I tilt my head because all evidence points to the contrary.
He shakes his head. “Of course I love fucking you. I really love fucking you, but that’s not what I mean. You said it like the only reason I find you desirable is because of this.” He points at the space between us, but I get his drift.
“I love doing all manner of things with you, with and without clothing, if I’m not being clear enough. And I don’t like you thinking that I’m only telling you I find you inexplicably desirable because I like fucking you. I find you incredibly desirable. Full stop.”
I feel chastened like a kid in school, but I’m not about to argue when he’s saying such nice things. So I say nothing and we lay side by side for a while longer in silence. I start to reach for his abs because they’re too beautiful not to touch, but he intercepts my hand and holds it against his chest instead.
“You don’t believe me,” he says, fixing me with those hypnotic blue eyes.
“I believe you.”
“You don’t. In your heart of hearts, you still think I’m under the spell of a good orgasm or I’m just paying lip service because I’m being nice. But you don’t truly believe that I desire the hell out of you.”

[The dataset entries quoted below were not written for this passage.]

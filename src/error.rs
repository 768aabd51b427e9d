//! Error types for the prompt harness

use std::time::Duration;

use thiserror::Error;

/// Main error type for the prompt harness
///
/// Only conditions that prevent establishing or observing the child's output
/// are errors. A non-zero exit code is a normal [`RunResult`](crate::RunResult),
/// and a response that could not be delivered is a [`WriteFailure`] recorded
/// on the result.
#[derive(Error, Debug)]
pub enum HarnessError {
    /// Child program could not be started (not found, permission denied, ...)
    #[error("Failed to start `{program}`: {source}")]
    Spawn {
        /// Program as given in argv[0]
        program: String,
        /// Underlying OS error
        #[source]
        source: std::io::Error,
    },

    /// Child did not terminate within the allotted time and was killed
    #[error("Timeout: `{program}` did not finish within {timeout:?}")]
    Timeout {
        /// Program as given in argv[0]
        program: String,
        /// The limit that elapsed
        timeout: Duration,
        /// OS process id of the killed child
        pid: Option<u32>,
        /// Transcript observed before the deadline
        lines: Vec<String>,
    },

    /// Run was cancelled by the caller and the child was killed
    #[error("Run of `{program}` was cancelled")]
    Cancelled {
        /// Program as given in argv[0]
        program: String,
        /// OS process id of the killed child
        pid: Option<u32>,
        /// Transcript observed before cancellation
        lines: Vec<String>,
    },

    /// Request could not be turned into a command
    #[error("Invalid request: {0}")]
    InvalidRequest(String),

    /// Prompt or capture pattern failed to compile
    #[error("Invalid pattern: {0}")]
    InvalidPattern(#[from] regex::Error),

    /// Scenario definition or execution error
    #[error("Scenario error: {0}")]
    Scenario(String),

    /// JSON decode error when loading a scenario
    #[error("JSON error: {0}")]
    Json(#[from] serde_json::Error),

    /// I/O error
    #[error("IO error: {0}")]
    Io(#[from] std::io::Error),
}

/// Result type alias for harness operations
pub type Result<T> = std::result::Result<T, HarnessError>;

impl HarnessError {
    /// Create a spawn error
    pub fn spawn(program: impl Into<String>, source: std::io::Error) -> Self {
        Self::Spawn {
            program: program.into(),
            source,
        }
    }

    /// Create an invalid request error
    pub fn invalid_request(msg: impl Into<String>) -> Self {
        Self::InvalidRequest(msg.into())
    }

    /// Create a scenario error
    pub fn scenario(msg: impl Into<String>) -> Self {
        Self::Scenario(msg.into())
    }

    /// Transcript captured before a fatal timeout or cancellation
    #[must_use]
    pub fn partial_lines(&self) -> Option<&[String]> {
        match self {
            Self::Timeout { lines, .. } | Self::Cancelled { lines, .. } => Some(lines),
            _ => None,
        }
    }

    /// Whether this is a timeout
    #[must_use]
    pub const fn is_timeout(&self) -> bool {
        matches!(self, Self::Timeout { .. })
    }
}

/// A scripted response that could not be written to the child
///
/// Recoverable: the run still completes and the failure is reported through
/// [`DeliveryReport`](crate::DeliveryReport).
#[derive(Error, Debug, Clone, PartialEq, Eq, serde::Serialize)]
#[error("Failed to deliver response line {line_index}: {message}")]
pub struct WriteFailure {
    /// Index (over all lines the writer was asked to deliver) of the first undelivered line
    pub line_index: usize,
    /// OS error description
    pub message: String,
    /// Whether the child's stdin was already closed
    pub broken_pipe: bool,
}

impl WriteFailure {
    pub(crate) fn from_io(line_index: usize, err: &std::io::Error) -> Self {
        Self {
            line_index,
            message: err.to_string(),
            broken_pipe: err.kind() == std::io::ErrorKind::BrokenPipe,
        }
    }
}
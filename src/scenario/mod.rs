//! Multi-step scenarios with explicit context
//!
//! A scenario is an ordered list of runs where later steps can use values
//! captured from earlier transcripts. The values live in a
//! [`ScenarioContext`] that is passed into [`Scenario::run`] and handed back
//! in the [`ScenarioOutcome`]; nothing is shared between steps implicitly.

mod context;
mod runner;
mod step;

pub use context::ScenarioContext;
pub use runner::{Scenario, ScenarioOutcome, StepReport};
pub use step::{Capture, ScenarioStep};
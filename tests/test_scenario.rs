//! Integration tests for scenarios and context threading

#![cfg(unix)]

use std::time::Duration;

use kodegen_prompt_harness::{
    Capture, HarnessError, ProcessDriver, PromptRule, Scenario, ScenarioContext, ScenarioStep,
};
use tokio_test::{assert_err, assert_ok};

fn init_logger() {
    let _ = env_logger::builder().is_test(true).try_init();
}

#[tokio::test]
async fn test_captured_value_flows_into_later_step() {
    init_logger();

    let scenario = Scenario::new(vec![
        ScenarioStep::new("list", ["sh", "-c", "echo 'Application UUID: abc-123'"])
            .capture(Capture::new("uuid", r"Application UUID:\s+(\S+)").unwrap()),
        ScenarioStep::new(
            "link",
            [
                "sh",
                "-c",
                "echo \"linking $1\"; echo 'Confirm id:'; read x; echo \"confirmed $x\"",
                "sh",
                "{{uuid}}",
            ],
        )
        .rule(PromptRule::contains("Confirm id:", ["{{uuid}}"])),
    ])
    .timeout(Duration::from_secs(30));

    let outcome = assert_ok!(
        scenario
            .run(&ProcessDriver::new(), ScenarioContext::new())
            .await
    );

    assert!(outcome.passed());
    assert_eq!(outcome.context.get("uuid"), Some("abc-123"));
    assert_eq!(outcome.steps.len(), 2);
    assert_eq!(
        outcome.steps[0].captured,
        [("uuid".to_string(), "abc-123".to_string())]
    );

    let link = &outcome.steps[1].result;
    assert!(link.contains_line("linking abc-123"));
    assert!(link.contains_line("confirmed abc-123"));
}

#[tokio::test]
async fn test_seeded_context_is_used() {
    init_logger();

    let scenario = Scenario::new(vec![ScenarioStep::new(
        "greet",
        ["sh", "-c", "echo \"hi $GREETING_NAME\""],
    )
    .env("GREETING_NAME", "{{name}}")]);

    let ctx = ScenarioContext::new().with("name", "ada");
    let outcome = assert_ok!(scenario.run(&ProcessDriver::new(), ctx).await);

    assert!(outcome.steps[0].result.contains_line("hi ada"));
    assert_eq!(outcome.context.get("name"), Some("ada"));
}

#[tokio::test]
async fn test_unexpected_exit_stops_scenario() {
    init_logger();

    let scenario = Scenario::new(vec![
        ScenarioStep::new("first", ["sh", "-c", "echo failing; exit 1"]),
        ScenarioStep::new("second", ["sh", "-c", "echo never"]),
    ]);

    let outcome = assert_ok!(
        scenario
            .run(&ProcessDriver::new(), ScenarioContext::new())
            .await
    );

    assert!(!outcome.passed());
    assert_eq!(outcome.steps.len(), 1);
    assert_eq!(
        outcome.stopped_at.as_ref().map(|name| name.as_str()),
        Some("first")
    );
    assert_eq!(outcome.steps[0].result.exit_code, 1);
}

#[tokio::test]
async fn test_expected_nonzero_exit_passes() {
    init_logger();

    let scenario = Scenario::new(vec![
        ScenarioStep::new("denied", ["sh", "-c", "echo 'Access denied' >&2; exit 2"])
            .expect_exit(2),
    ]);

    let outcome = assert_ok!(
        scenario
            .run(&ProcessDriver::new(), ScenarioContext::new())
            .await
    );

    assert!(outcome.passed());
    assert_eq!(outcome.steps[0].result.stderr, "Access denied\n");
}

#[tokio::test]
async fn test_capture_without_match_is_an_error() {
    init_logger();

    let scenario = Scenario::new(vec![
        ScenarioStep::new("list", ["sh", "-c", "echo 'nothing here'"])
            .capture(Capture::new("uuid", r"UUID: (\S+)").unwrap()),
    ]);

    let err = assert_err!(
        scenario
            .run(&ProcessDriver::new(), ScenarioContext::new())
            .await
    );
    assert!(matches!(err, HarnessError::Scenario(_)));
    assert!(err.to_string().contains("uuid"), "{err}");
}

#[tokio::test]
async fn test_missing_placeholder_fails_before_spawning() {
    init_logger();

    let scenario = Scenario::new(vec![ScenarioStep::new("use", ["echo", "{{never_set}}"])]);
    let err = assert_err!(
        scenario
            .run(&ProcessDriver::new(), ScenarioContext::new())
            .await
    );
    assert!(matches!(err, HarnessError::Scenario(_)));
}

#[tokio::test]
async fn test_scenario_from_json() {
    init_logger();

    let json = r#"{
        "name": "login",
        "timeout_secs": 30,
        "steps": [
            {
                "name": "login",
                "argv": ["sh", "-c", "echo 'Enter a new API key'; read k; echo \"key=$k\"; echo 'Saved credentials'"],
                "rules": [{"match": "Enter a new API key", "response": ["{{key}}"]}],
                "captures": [{"name": "stored", "pattern": "^key=(.*)$"}]
            }
        ]
    }"#;

    let scenario = assert_ok!(Scenario::from_json(json));
    assert_eq!(scenario.name.as_deref(), Some("login"));

    let ctx = ScenarioContext::new().with("key", "key123");
    let outcome = assert_ok!(scenario.run(&ProcessDriver::new(), ctx).await);

    assert!(outcome.passed());
    assert_eq!(outcome.context.get("stored"), Some("key123"));
    assert!(outcome.steps[0].result.contains_line("Saved credentials"));
}

#[test]
fn test_scenario_without_steps_is_rejected() {
    let err = assert_err!(Scenario::from_json(r#"{"steps": []}"#));
    assert!(matches!(err, HarnessError::Scenario(_)));
}

#[test]
fn test_scenario_with_bad_pattern_is_rejected() {
    let json = r#"{"steps": [{"name": "x", "argv": ["true"],
        "rules": [{"match": "(", "regex": true, "response": []}]}]}"#;
    assert!(Scenario::from_json(json).is_err());
}

#[test]
fn test_scenario_loads_from_file() {
    let dir = tempfile::tempdir().unwrap();
    let path = dir.path().join("scenario.json");
    std::fs::write(
        &path,
        r#"{"steps": [{"name": "hello", "argv": ["echo", "hello"]}]}"#,
    )
    .unwrap();

    let scenario = assert_ok!(Scenario::load(&path));
    assert_eq!(scenario.steps.len(), 1);
    assert_eq!(scenario.steps[0].name.as_str(), "hello");
}

#[tokio::test]
async fn test_sub_second_timeout_is_kept() {
    init_logger();

    let scenario = Scenario::new(vec![ScenarioStep::new(
        "nap",
        ["sh", "-c", "sleep 0.2; echo awake"],
    )])
    .timeout(Duration::from_millis(800));
    assert_eq!(scenario.step_timeout(), Some(Duration::from_millis(800)));

    let outcome = assert_ok!(
        scenario
            .run(&ProcessDriver::new(), ScenarioContext::new())
            .await
    );
    assert!(outcome.passed());
    assert!(outcome.steps[0].result.contains_line("awake"));
}

#[test]
fn test_timeout_secs_from_json() {
    let json = r#"{"timeout_secs": 2, "steps": [{"name": "x", "argv": ["true"]}]}"#;
    let scenario = assert_ok!(Scenario::from_json(json));
    assert_eq!(scenario.step_timeout(), Some(Duration::from_secs(2)));
}
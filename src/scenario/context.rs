//! Values carried from one scenario step to the next

use std::collections::BTreeMap;
use std::sync::LazyLock;

use regex::{Captures, Regex};
use serde::{Deserialize, Serialize};

use crate::error::{HarnessError, Result};

static PLACEHOLDER: LazyLock<Regex> = LazyLock::new(|| {
    Regex::new(r"\{\{\s*([A-Za-z0-9_.\-]+)\s*\}\}").expect("placeholder pattern is valid")
});

/// Named string values threaded through a scenario
///
/// `{{name}}` placeholders in step argv, env values and prompt responses are
/// expanded from here.
#[derive(Debug, Clone, Default, PartialEq, Eq, Serialize, Deserialize)]
#[serde(transparent)]
pub struct ScenarioContext {
    values: BTreeMap<String, String>,
}

impl ScenarioContext {
    /// Create an empty context
    #[must_use]
    pub fn new() -> Self {
        Self::default()
    }

    /// Set a value, returning the previous one
    pub fn insert(&mut self, key: impl Into<String>, value: impl Into<String>) -> Option<String> {
        self.values.insert(key.into(), value.into())
    }

    /// Builder-style [`insert`](Self::insert)
    #[must_use]
    pub fn with(mut self, key: impl Into<String>, value: impl Into<String>) -> Self {
        self.insert(key, value);
        self
    }

    /// Look up a value
    #[must_use]
    pub fn get(&self, key: &str) -> Option<&str> {
        self.values.get(key).map(String::as_str)
    }

    /// Number of values
    #[must_use]
    pub fn len(&self) -> usize {
        self.values.len()
    }

    /// Whether the context holds no values
    #[must_use]
    pub fn is_empty(&self) -> bool {
        self.values.is_empty()
    }

    /// Iterate over values in key order
    pub fn iter(&self) -> impl Iterator<Item = (&str, &str)> {
        self.values.iter().map(|(k, v)| (k.as_str(), v.as_str()))
    }

    /// Replace every `{{name}}` in `template` with its value
    ///
    /// # Errors
    /// Returns [`HarnessError::Scenario`] naming the first missing key
    pub fn expand(&self, template: &str) -> Result<String> {
        let mut missing = None;
        let expanded = PLACEHOLDER.replace_all(template, |caps: &Captures<'_>| {
            let key = &caps[1];
            match self.values.get(key) {
                Some(value) => value.clone(),
                None => {
                    missing.get_or_insert_with(|| key.to_string());
                    String::new()
                }
            }
        });

        match missing {
            Some(key) => Err(HarnessError::scenario(format!(
                "no value for placeholder `{{{{{key}}}}}` in `{template}`"
            ))),
            None => Ok(expanded.into_owned()),
        }
    }
}

impl<K: Into<String>, V: Into<String>> FromIterator<(K, V)> for ScenarioContext {
    fn from_iter<T: IntoIterator<Item = (K, V)>>(iter: T) -> Self {
        Self {
            values: iter
                .into_iter()
                .map(|(k, v)| (k.into(), v.into()))
                .collect(),
        }
    }
}

#[cfg(test)]
mod tests {
    use super::*;

    #[test]
    fn expands_known_placeholders() {
        let ctx = ScenarioContext::new()
            .with("app", "a47ac10b")
            .with("env_id", "24-a47ac10b");
        assert_eq!(
            ctx.expand("api:environments:list {{app}} --env={{ env_id }}").unwrap(),
            "api:environments:list a47ac10b --env=24-a47ac10b"
        );
    }

    #[test]
    fn leaves_text_without_placeholders_alone() {
        let ctx = ScenarioContext::new();
        assert_eq!(ctx.expand("{not a placeholder}").unwrap(), "{not a placeholder}");
    }

    #[test]
    fn missing_key_is_an_error() {
        let ctx = ScenarioContext::new().with("app", "x");
        let err = ctx.expand("{{app}} {{uuid}}").unwrap_err();
        assert!(err.to_string().contains("{{uuid}}"), "{err}");
    }

    #[test]
    fn insert_returns_previous_value() {
        let mut ctx: ScenarioContext = [("k", "1")].into_iter().collect();
        assert_eq!(ctx.insert("k", "2").as_deref(), Some("1"));
        assert_eq!(ctx.get("k"), Some("2"));
        assert_eq!(ctx.len(), 1);
    }
}
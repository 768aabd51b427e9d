//! Lifecycle management for the child process (spawn, drain, kill, reap)

use std::process::ExitStatus;
use std::sync::Arc;
use std::time::Duration;

use parking_lot::Mutex;
use tokio::io::AsyncReadExt;
use tokio::process::{Child, ChildStderr, ChildStdin, ChildStdout};
use tokio::task::JoinHandle;

use crate::error::{HarnessError, Result};
use crate::types::{RunId, RunRequest};

use super::command::CommandBuilder;
use super::config::STDERR_CHUNK_SIZE;

/// A freshly spawned child with its pipes detached
pub(super) struct SpawnedChild {
    pub child: Child,
    pub stdin: ChildStdin,
    pub stdout: ChildStdout,
    pub stderr: ChildStderr,
}

/// Spawn the child described by `request`
///
/// # Errors
/// Returns [`HarnessError::Spawn`] if the program cannot be started
pub(super) fn spawn_child(run_id: RunId, request: &RunRequest) -> Result<SpawnedChild> {
    let program = request.program();
    let mut cmd = CommandBuilder::new(request).build()?;

    let mut child = cmd.spawn().map_err(|e| {
        if let Some(ref cwd) = request.cwd
            && !cwd.exists()
        {
            return HarnessError::spawn(
                program,
                std::io::Error::new(
                    std::io::ErrorKind::NotFound,
                    format!("working directory does not exist: {}", cwd.display()),
                ),
            );
        }
        HarnessError::spawn(program, e)
    })?;

    log::info!(
        "[{run_id}] spawned `{}` (pid {:?})",
        request.argv.join(" "),
        child.id()
    );

    // Dropping `child` on the error paths kills it (kill_on_drop)
    let stdin = child
        .stdin
        .take()
        .ok_or_else(|| HarnessError::spawn(program, missing_pipe("stdin")))?;
    let stdout = child
        .stdout
        .take()
        .ok_or_else(|| HarnessError::spawn(program, missing_pipe("stdout")))?;
    let stderr = child
        .stderr
        .take()
        .ok_or_else(|| HarnessError::spawn(program, missing_pipe("stderr")))?;

    Ok(SpawnedChild {
        child,
        stdin,
        stdout,
        stderr,
    })
}

fn missing_pipe(name: &str) -> std::io::Error {
    std::io::Error::other(format!("failed to get {name} handle"))
}

/// Drains stderr for the whole run so the child never blocks on a full pipe
pub(super) struct StderrCollector {
    run_id: RunId,
    buffer: Arc<Mutex<Vec<u8>>>,
    task: JoinHandle<()>,
}

impl StderrCollector {
    pub(super) fn spawn(run_id: RunId, mut stderr: ChildStderr) -> Self {
        let buffer = Arc::new(Mutex::new(Vec::new()));
        let sink = buffer.clone();

        let task = tokio::spawn(async move {
            let mut chunk = vec![0u8; STDERR_CHUNK_SIZE];
            loop {
                match stderr.read(&mut chunk).await {
                    Ok(0) => break, // EOF
                    Ok(n) => {
                        sink.lock().extend_from_slice(&chunk[..n]);
                    }
                    Err(e) => {
                        log::debug!("[{run_id}] stderr read failed: {e}");
                        break;
                    }
                }
            }
        });

        Self {
            run_id,
            buffer,
            task,
        }
    }

    /// Wait up to `wait` for stderr to close, then return what was read
    ///
    /// A grandchild that inherited stderr can keep it open after the child
    /// exits; in that case the drain is abandoned and the text so far returned.
    /// The flag is false when the drain was abandoned.
    pub(super) async fn finish(self, wait: Duration) -> (String, bool) {
        let Self {
            run_id,
            buffer,
            mut task,
        } = self;

        let closed = tokio::time::timeout(wait, &mut task).await.is_ok();
        if !closed {
            task.abort();
            log::warn!("[{run_id}] stderr still open after {wait:?}; returning partial text");
        }

        let bytes = buffer.lock();
        (String::from_utf8_lossy(&bytes).into_owned(), closed)
    }

    /// Stop draining without waiting
    pub(super) fn abort(self) {
        self.task.abort();
    }
}

/// Kill the child and wait up to `grace` for it to be reaped
pub(super) async fn kill_and_reap(run_id: RunId, child: &mut Child, grace: Duration) {
    if let Err(e) = child.start_kill() {
        // Already exited; still reap below
        log::debug!("[{run_id}] kill failed: {e}");
    }

    match tokio::time::timeout(grace, child.wait()).await {
        Ok(Ok(status)) => log::info!("[{run_id}] child killed ({status})"),
        Ok(Err(e)) => log::warn!("[{run_id}] failed to reap killed child: {e}"),
        Err(_) => log::warn!("[{run_id}] killed child not reaped within {grace:?}"),
    }
}

/// Exit code as an integer; signal deaths map to `128 + signal` on Unix
pub(super) fn exit_code(status: ExitStatus) -> i32 {
    if let Some(code) = status.code() {
        return code;
    }

    #[cfg(unix)]
    {
        use std::os::unix::process::ExitStatusExt;
        if let Some(signal) = status.signal() {
            return 128 + signal;
        }
    }

    -1
}
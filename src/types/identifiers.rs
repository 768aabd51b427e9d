//! Newtype wrappers for type safety
//!
//! This module contains newtype wrappers that keep identifiers from being
//! mixed up with other strings.

use std::fmt;

use serde::{Deserialize, Serialize};
use uuid::Uuid;

// ============================================================================
// Newtype Wrappers for Type Safety
// ============================================================================

/// Identifier of a single run, used to correlate log lines
#[derive(Debug, Clone, Copy, PartialEq, Eq, Hash, Serialize, Deserialize)]
#[serde(transparent)]
pub struct RunId(Uuid);

impl RunId {
    /// Create a fresh random run ID
    #[must_use]
    pub fn new() -> Self {
        Self(Uuid::new_v4())
    }
}

impl Default for RunId {
    fn default() -> Self {
        Self::new()
    }
}

impl fmt::Display for RunId {
    fn fmt(&self, f: &mut fmt::Formatter<'_>) -> fmt::Result {
        // First group is enough to tell concurrent runs apart in a log
        let s = self.0.simple().to_string();
        f.write_str(&s[..8])
    }
}

/// Name of a scenario step
#[derive(Debug, Clone, PartialEq, Eq, Hash, Serialize, Deserialize)]
#[serde(transparent)]
pub struct StepName(String);

impl StepName {
    /// Create a new step name
    pub fn new(name: impl Into<String>) -> Self {
        Self(name.into())
    }

    /// Get the step name as a string slice
    #[must_use]
    pub fn as_str(&self) -> &str {
        &self.0
    }
}

impl fmt::Display for StepName {
    fn fmt(&self, f: &mut fmt::Formatter<'_>) -> fmt::Result {
        f.write_str(&self.0)
    }
}

impl From<String> for StepName {
    fn from(s: String) -> Self {
        Self(s)
    }
}

impl From<&str> for StepName {
    fn from(s: &str) -> Self {
        Self(s.to_string())
    }
}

I’m ready to sling back some sort of rebuttal when it occurs to me that he’s right. There’s no point in arguing because he’s one hundred percent correct.
I squeeze my eyes shut because it’s almost painful to feel this seen and at this proximity. I don’t like such close scrutiny, especially when I can’t control what he sees.
“Fine. You’re right.”
I don’t open my eyes and wait for Dash to change the subject or get up for a glass of water. Or maybe the apocalypse will happen right here and now, and I’ll be saved from having to finish this conversation.
But I don’t feel the bed move, and it seems that Dash has stayed exactly where he is.
The apocalypse is a giant disappointment as well.
“Mallory.” The use of my actual name surprises me. I open my eyes to find Dash’s peering at me with concern.